» **What you will do**
Determine how many lines of the material hold the word "shapes", and answer with the number only.

» **Exercise input**

//! Request parameter model and URL encoding.
//!
//! # Design
//! All three parameter shapes encode through a single routine parameterized
//! by the percent-escaping dialect. Absent optional values are dropped at
//! construction time so they never reach the wire as empty fields.

use crate::encoding::{url_form_encode, url_query_encode};

/// The value shapes a request parameter can take.
#[derive(Debug, Clone, PartialEq, Eq)]
pub enum ParameterValue {
    /// A single string value.
    Simple(String),
    /// Ordered values sharing one name, encoded with a `[]` suffix each.
    Array(Vec<String>),
    /// String-keyed entries sharing one name, encoded with `[key]`
    /// suffixes. Entry order is preserved in the encoded output.
    Dictionary(Vec<(String, String)>),
}

/// A named request parameter.
#[derive(Debug, Clone, PartialEq, Eq)]
pub struct Parameter {
    name: String,
    value: ParameterValue,
}

impl Parameter {
    pub fn simple(name: impl Into<String>, value: impl Into<String>) -> Parameter {
        Parameter {
            name: name.into(),
            value: ParameterValue::Simple(value.into()),
        }
    }

    /// `None` when the source value is absent, so optional parameters can
    /// be collected without ever encoding an empty field.
    pub fn optional(name: impl Into<String>, value: Option<String>) -> Option<Parameter> {
        value.map(|value| Parameter::simple(name, value))
    }

    pub fn array(name: impl Into<String>, values: Vec<String>) -> Parameter {
        Parameter {
            name: name.into(),
            value: ParameterValue::Array(values),
        }
    }

    /// Builds a dictionary parameter, dropping entries whose value is
    /// absent.
    pub fn dictionary(
        name: impl Into<String>,
        entries: impl IntoIterator<Item = (String, Option<String>)>,
    ) -> Parameter {
        let entries = entries
            .into_iter()
            .filter_map(|(key, value)| value.map(|value| (key, value)))
            .collect();
        Parameter {
            name: name.into(),
            value: ParameterValue::Dictionary(entries),
        }
    }
}

/// An ordered set of uniquely named request parameters.
#[derive(Debug, Clone, Default, PartialEq, Eq)]
pub struct Parameters {
    entries: Vec<Parameter>,
}

impl Parameters {
    /// Duplicate parameter names are caller bugs, not runtime data.
    pub fn new(parameters: Vec<Parameter>) -> Parameters {
        for (i, parameter) in parameters.iter().enumerate() {
            assert!(
                parameters[..i].iter().all(|earlier| earlier.name != parameter.name),
                "duplicate parameter name `{}`",
                parameter.name
            );
        }
        Parameters { entries: parameters }
    }

    pub fn empty() -> Parameters {
        Parameters { entries: Vec::new() }
    }

    pub fn is_empty(&self) -> bool {
        self.entries.is_empty()
    }

    /// Encoding for GET query strings.
    pub fn url_query_encoded(&self) -> String {
        self.url_encoded(url_query_encode)
    }

    /// Encoding for POST/PATCH form bodies.
    pub fn url_form_encoded(&self) -> String {
        self.url_encoded(url_form_encode)
    }

    fn url_encoded(&self, escape: fn(&str) -> String) -> String {
        let fragments: Vec<String> = self
            .entries
            .iter()
            .map(|parameter| {
                let name = escape(&parameter.name);
                match &parameter.value {
                    ParameterValue::Simple(value) => {
                        format!("{name}={}", escape(value))
                    }
                    ParameterValue::Array(values) => values
                        .iter()
                        .map(|value| format!("{name}[]={}", escape(value)))
                        .collect::<Vec<_>>()
                        .join("&"),
                    ParameterValue::Dictionary(entries) => entries
                        .iter()
                        .map(|(key, value)| format!("{name}[{}]={}", escape(key), escape(value)))
                        .collect::<Vec<_>>()
                        .join("&"),
                }
            })
            .collect();
        fragments.join("&")
    }
}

» **Exercise response**
2